* Task details:
Which lines of the entries contain the string "through"? Please find them and copy them.

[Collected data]
▶

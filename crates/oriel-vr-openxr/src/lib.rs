//! OpenXR session/frame lifecycle engine for a head-mounted display client.
//!
//! The engine owns one dedicated render thread that brings the runtime
//! session up, drives the wait/begin/render/end frame protocol, and tears
//! everything down in reverse order. The owning thread interacts with it
//! through exactly two lifecycle calls — [`VrAppThread::start`] and
//! [`VrAppThread::stop`] — plus the non-blocking signal channel they wrap.

use std::sync::mpsc;
use std::sync::Arc;
use std::thread::JoinHandle;
use std::time::Instant;

use log::{error, info};

use oriel_vr::{set_vr_status, Signal, SignalChannel, VrError, VrResult};

pub mod app;
pub mod egl;
pub mod input;
pub mod session;
pub mod swapchain;

pub use app::{AppState, ClearRenderer, EyeRenderer, VrApp};
pub use egl::{EglContext, GlExtensions};
pub use input::{ButtonState, InputStateFrame, InputStateStatic, StickState};
pub use session::{EnabledExtensions, RuntimeSession};
pub use swapchain::Framebuffer;

const RENDER_THREAD_NAME: &str = "oriel-vr-render";

/// Engine configuration. Plain values, fixed after start.
#[derive(Debug, Clone)]
pub struct VrConfig {
    pub application_name: String,
    pub application_version: u32,
    /// GL internal format for the eye swapchains.
    pub color_format: u32,
    /// MSAA sample count; 1 disables multisampling.
    pub sample_count: i32,
    /// Render both eyes through one 2D-array chain when the driver allows.
    pub use_multiview: bool,
}

impl Default for VrConfig {
    fn default() -> Self {
        Self {
            application_name: "Oriel".to_string(),
            application_version: 1,
            color_format: glow::SRGB8_ALPHA8,
            sample_count: 4,
            use_multiview: false,
        }
    }
}

/// Handle held by the owning thread.
///
/// `start` spawns the render thread and blocks until the session stack is
/// accepted; `stop` posts the exit signal and joins. The join is the only
/// blocking cross-thread synchronization point in the design.
pub struct VrAppThread {
    signals: Arc<SignalChannel>,
    handle: Option<JoinHandle<()>>,
}

impl VrAppThread {
    pub fn start(config: VrConfig, renderer: Box<dyn EyeRenderer>) -> VrResult<Self> {
        let signals = Arc::new(SignalChannel::new());
        let thread_signals = signals.clone();
        let (accept_tx, accept_rx) = mpsc::sync_channel::<VrResult<()>>(1);

        let handle = std::thread::Builder::new()
            .name(RENDER_THREAD_NAME.to_string())
            .spawn(move || render_thread(config, renderer, thread_signals, accept_tx))
            .map_err(|e| VrError::Thread(format!("spawn render thread: {e}")))?;

        match accept_rx.recv() {
            Ok(Ok(())) => Ok(Self {
                signals,
                handle: Some(handle),
            }),
            Ok(Err(e)) => {
                let _ = handle.join();
                Err(e)
            }
            Err(_) => {
                let _ = handle.join();
                Err(VrError::Thread(
                    "render thread exited before accepting start".to_string(),
                ))
            }
        }
    }

    /// Post exit and wait for the render thread to unwind. Idempotent.
    pub fn stop(&mut self) {
        if let Some(handle) = self.handle.take() {
            self.signals.post(Signal::exit());
            info!("waiting for render thread to join");
            let _ = handle.join();
            info!("render thread joined");
        }
    }
}

impl Drop for VrAppThread {
    fn drop(&mut self) {
        self.stop();
    }
}

fn render_thread(
    config: VrConfig,
    renderer: Box<dyn EyeRenderer>,
    signals: Arc<SignalChannel>,
    accept_tx: mpsc::SyncSender<VrResult<()>>,
) {
    set_vr_status("VR: render thread starting");
    let started_at = Instant::now();

    let mut xr_session = match RuntimeSession::new(&config) {
        Ok(session) => session,
        Err(e) => {
            error!("OpenXR initialization failed: {e}");
            set_vr_status(format!("VR: initialization failed: {e}"));
            let _ = accept_tx.send(Err(e));
            return;
        }
    };

    let mut app = match VrApp::new(&xr_session, config, renderer, started_at) {
        Ok(app) => app,
        Err(e) => {
            error!("VR app initialization failed: {e}");
            set_vr_status(format!("VR: initialization failed: {e}"));
            xr_session.shutdown();
            let _ = accept_tx.send(Err(e));
            return;
        }
    };

    let _ = accept_tx.send(Ok(()));
    set_vr_status("VR: session loop running");

    match app.main_loop(&mut xr_session, &signals) {
        Ok(()) => set_vr_status("VR: render thread stopped"),
        Err(e) => {
            error!("render loop failed: {e}");
            set_vr_status(format!("VR: render loop failed: {e}"));
        }
    }

    // Image chains go first, then input handles with the app, then the
    // session stack itself.
    app.shutdown(&xr_session);
    drop(app);
    if let Ok(egl) = xr_session.egl() {
        let _ = egl.release_current();
    }
    xr_session.shutdown();
}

◀

* Output of the task:
//! through exactly two lifecycle calls — [`VrAppThread::start`] and
    /// Render both eyes through one 2D-array chain when the driver allows.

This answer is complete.